Over half the people living in the slums of Mumbai have had the coronavirus,
according to a city-commissioned study that raises fresh doubts about India’s
official case numbers.

India is already the third-worst hit country after the US and Brazil, with
nearly 1.5 million cases, though experts have previously said the lack of
testing could mean the true tally is much higher.

Blood tests on 6,936 randomly selected people conducted by Mumbai’s city
authorities found that 57% of slum-dwellers and 16% of non-slum residents had
virus antibodies, the study released on Tuesday said.

Mumbai, where about 40% of the population lives in slums, has reported just
over 110,000 infections and more than 6,000 deaths so far.

The city of 20 million people is home to India’s largest slum, Dharavi, where
an estimated million people live.
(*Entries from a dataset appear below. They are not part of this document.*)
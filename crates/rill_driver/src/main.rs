use std::env;
use std::fs;
use std::path::{Path, PathBuf};
use std::process::{self, Command};

use rill_ast::{build_package, pretty, Context, ItemKind, Package, Typecked};
use rill_codegen::generate;
use rill_lexer::{Lexer, Span};
use rill_parser::Parser;
use rill_resolve::resolve_package;
use rill_session::{DebugCategory, Options};
use rill_typeck::typecheck_package;

mod loader;

use loader::{expand_file_mods, FileLoader};

fn print_usage() {
    eprintln!("Rill Compiler");
    eprintln!();
    eprintln!("Usage: rillc [options] <file.rl>");
    eprintln!();
    eprintln!("Options:");
    eprintln!("  --name NAME      Package name (default: the file stem)");
    eprintln!("  -o FILE          Output path (default: out.wat)");
    eprintln!("  --no-output      Run all phases but write nothing");
    eprintln!("  --no-std         Do not provide the standard library package");
    eprintln!("  --debug CAT      Enable a debug category; repeatable");
    eprintln!("                   (tokens, ast, resolved, typecked, wat, wasm-validate)");
    eprintln!("  -h, --help       Show this help message");
    eprintln!();
    eprintln!("Examples:");
    eprintln!("  rillc demos/hello.rl");
    eprintln!("  rillc --debug typecked --no-output main.rl");
}

fn main() {
    let args: Vec<String> = env::args().collect();

    let mut options = Options::default();
    let mut name_given = false;
    let mut input: Option<String> = None;

    let mut i = 1;
    while i < args.len() {
        match args[i].as_str() {
            "-h" | "--help" => {
                print_usage();
                process::exit(0);
            }
            "--name" => {
                i += 1;
                match args.get(i) {
                    Some(name) => {
                        options.package_name = name.clone();
                        name_given = true;
                    }
                    None => fail_usage("--name requires a value"),
                }
            }
            "-o" | "--output" => {
                i += 1;
                match args.get(i) {
                    Some(path) => options.output = PathBuf::from(path),
                    None => fail_usage("-o requires a value"),
                }
            }
            "--no-output" => options.no_output = true,
            "--no-std" => options.no_std = true,
            "--debug" => {
                i += 1;
                match args.get(i).and_then(|c| DebugCategory::from_name(c)) {
                    Some(category) => options.debug.push(category),
                    None => fail_usage(
                        "--debug requires one of: tokens, ast, resolved, typecked, wat, wasm-validate",
                    ),
                }
            }
            flag if flag.starts_with('-') => {
                fail_usage(&format!("unknown option '{}'", flag));
            }
            file => {
                if input.is_some() {
                    fail_usage("more than one input file");
                }
                input = Some(file.to_string());
            }
        }
        i += 1;
    }

    let input = match input {
        Some(input) => input,
        None => {
            print_usage();
            process::exit(1);
        }
    };

    let source = match fs::read_to_string(&input) {
        Ok(source) => source,
        Err(err) => {
            eprintln!("Error reading file '{}': {}", input, err);
            process::exit(1);
        }
    };

    if !name_given {
        options.package_name = Path::new(&input)
            .file_stem()
            .and_then(|s| s.to_str())
            .unwrap_or("main")
            .to_string();
    }

    compile(options, PathBuf::from(input), source);
}

fn fail_usage(message: &str) -> ! {
    eprintln!("error: {}", message);
    eprintln!();
    print_usage();
    process::exit(1);
}

fn compile(options: Options, input_path: PathBuf, source: String) {
    let mut ctx = Context::new(options);
    let search_dir = input_path
        .parent()
        .map(Path::to_path_buf)
        .unwrap_or_else(|| PathBuf::from("."));
    let mut loader = FileLoader::new(search_dir, ctx.options.no_std);

    let file = ctx
        .sources
        .add_file(input_path.display().to_string(), source.clone());

    if ctx.options.debug_enabled(DebugCategory::Tokens) {
        match Lexer::tokenize(file, &source) {
            Ok(tokens) => {
                for tok in &tokens {
                    println!("{:>5}..{:<5} {}", tok.span.start, tok.span.end, tok.token);
                }
            }
            Err(err) => eprintln!("lex error: {}", err),
        }
    }

    let mut items = match Parser::parse(file, &source) {
        Ok(items) => items,
        Err(err) => {
            ctx.sink.emit(err.message, err.span);
            eprint!("{}", ctx.sink.report(&ctx.sources));
            process::exit(1);
        }
    };
    expand_file_mods(&mut ctx, &mut loader, &mut items, &input_path);

    let pkg_id = ctx.fresh_pkg_id();
    let span = Span::new(file, 0, source.len());
    let name = ctx.options.package_name.clone();
    let built = build_package(pkg_id, &name, input_path, span, items);
    if ctx.options.debug_enabled(DebugCategory::Ast) {
        print!("{}", pretty::print_package(&built));
    }

    let resolved = resolve_package(&mut ctx, &mut loader, built);
    if ctx.options.debug_enabled(DebugCategory::Resolved) {
        print!("{}", pretty::print_package(&resolved));
    }

    let typed = typecheck_package(&mut ctx, resolved);
    if ctx.options.debug_enabled(DebugCategory::Typecked) {
        print_item_types(&typed);
    }

    if ctx.sink.has_errors() {
        eprint!("{}", ctx.sink.report(&ctx.sources));
        process::exit(1);
    }

    if ctx.options.no_output && !ctx.options.debug_enabled(DebugCategory::Wat) {
        return;
    }

    let wat = match generate(&ctx, &typed) {
        Ok(wat) => wat,
        Err(err) => {
            eprintln!("codegen error: {}", err);
            process::exit(1);
        }
    };
    if ctx.options.debug_enabled(DebugCategory::Wat) {
        print!("{}", wat);
    }
    if ctx.options.no_output {
        return;
    }

    let out_path = ctx.options.output.clone();
    if let Err(err) = fs::write(&out_path, &wat) {
        eprintln!("Error writing '{}': {}", out_path.display(), err);
        process::exit(1);
    }

    if ctx.options.debug_enabled(DebugCategory::WasmValidate) {
        match Command::new("wasm-tools")
            .arg("validate")
            .arg(&out_path)
            .status()
        {
            Ok(status) if status.success() => {}
            Ok(status) => {
                eprintln!("wasm-tools validate failed with exit code: {:?}", status.code());
                process::exit(1);
            }
            Err(err) => {
                eprintln!("Failed to run wasm-tools: {}", err);
                process::exit(1);
            }
        }
    }
}

/// `--debug typecked`: every item's resolved type signature, in id order
fn print_item_types(pkg: &Package<Typecked>) {
    let mut ids: Vec<_> = pkg.tables.item_tys.keys().copied().collect();
    ids.sort();
    for id in ids {
        let Some(item) = pkg.find_item(id) else { continue };
        if matches!(item.kind, ItemKind::Mod(_)) {
            continue;
        }
        if let Some(ty) = pkg.tables.item_tys.get(&id) {
            println!("{}: {}", item.def_path, ty);
        }
    }
}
But deaths in the sprawling slum have not
exploded, with local officials saying their aggressive efforts to stem the
spread of the virus has been effective.

The survey results suggested asymptomatic infections were “likely to be a high
proportion of all infections” and also indicated the virus death rate was
likely to be “very low”, the study said.

The Mumbai survey came a week after an antibody study commissioned by the
government suggested that almost a quarter of people in the capital New Delhi,
home to 20 million people, have had the virus.

------
tinus_hn
They should be nearing herd immunity then